Being Christmas, it was naturally very cold but that did not stop me playing my new present for almost two hours in the garden, despite the fact that it must have seemed rude to my family in the house. My mother came out and sat with me for a while and watched me play and I remember her words ‘Ooh that looks complicated.’ It obviously was not, but at the time it was a wonderful toy that was my first source of real addiction.

Computers were starting to cause a buzz with some early models being released on to the market and we even had computer lessons on BBC Micros once a week at school.

The first code everyone learnt goes as follows-

10 Print My name is Shaun

20 Go to 10

RUN

I remember asking my teacher why we didn’t just type ‘My name is Shaun’ and he looked at me blankly with no answer forthcoming.

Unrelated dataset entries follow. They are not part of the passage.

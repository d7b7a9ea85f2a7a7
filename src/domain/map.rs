//! Projection of a snapshot onto the fixed campus map.

use super::{Snapshot, SpaceId, Status};

/// Known campus positions, in percent of the map extent.
const POSITIONS: &[(&str, (u8, u8))] = &[
    ("aq", (50, 40)),
    ("wac", (30, 60)),
    ("tsc1", (70, 60)),
    ("sub", (40, 20)),
    ("rcb", (60, 80)),
];

/// Position given to buildings the table does not know about.
const FALLBACK: (u8, u8) = (50, 50);

/// A building reduced to what the campus map needs to place it.
#[derive(Debug, Clone, PartialEq, Eq)]
pub struct Marker {
    /// Building identifier.
    pub id: SpaceId,
    /// Building display name.
    pub name: String,
    /// Horizontal position, percent of the map width.
    pub x: u8,
    /// Vertical position, percent of the map height.
    pub y: u8,
    /// Current building status.
    pub status: Status,
    /// Current building fill percentage.
    pub percentage: u32,
    /// Number of rooms in the building.
    pub room_count: usize,
    /// Relative bubble diameter, scaled by room count.
    pub size: usize,
}

impl Marker {
    /// Short label drawn next to the bubble: the uppercased identifier.
    #[must_use]
    pub fn label(&self) -> String {
        self.id.as_str().to_uppercase()
    }
}

/// Builds a marker for every building, in display order.
#[must_use]
pub fn markers(snapshot: &Snapshot) -> Vec<Marker> {
    snapshot
        .buildings()
        .iter()
        .map(|building| {
            let (x, y) = POSITIONS
                .iter()
                .find(|(id, _)| *id == building.id().as_str())
                .map_or(FALLBACK, |(_, position)| *position);
            let rollup = building.rollup();
            let room_count = building.rooms().len();

            Marker {
                id: building.id().clone(),
                name: building.name().to_string(),
                x,
                y,
                status: rollup.status,
                percentage: rollup.percentage,
                room_count,
                size: 60 + 10 * room_count,
            }
        })
        .collect()
}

Later that year, my Auntie sent us a Pong game that had to be attached to the TV. My brother and I could not believe how good this was. This was a whole new world inside our house and we constantly begged our parents to turn off Mike Yarwood and let us play the game. It was the one with the twisty joystick and it even had a gun that you could shoot at the screen to hit the dot, and I had not realised it at the time, but the simple activity of ‘interacting’ with the TV was the real game changer. This added a whole new dimension to what people could do and even though this aspect is not spoken about much, it is probably the biggest game changer of all. It was all great until the TV screen started to turn yellow. My Dad was less than pleased and swore that ‘we would never play it again’. Despite buckets of tears, that was it for a year or so until the mother of all Christmas presents arrived.

I remember the Christmas in question so well. On Christmas Eve, Shoestring was on TV (the one with the faulty train set that could kill people- it’s true) and my brother and I were so excited by the whole idea of Christmas and the expectancy of what would arrive the next day. Admittedly, it was a totally commercial affair for us and presents meant everything. My Grandparents would often explain the religious side of Christmas to us and we would sit politely whilst thinking about the expected presents.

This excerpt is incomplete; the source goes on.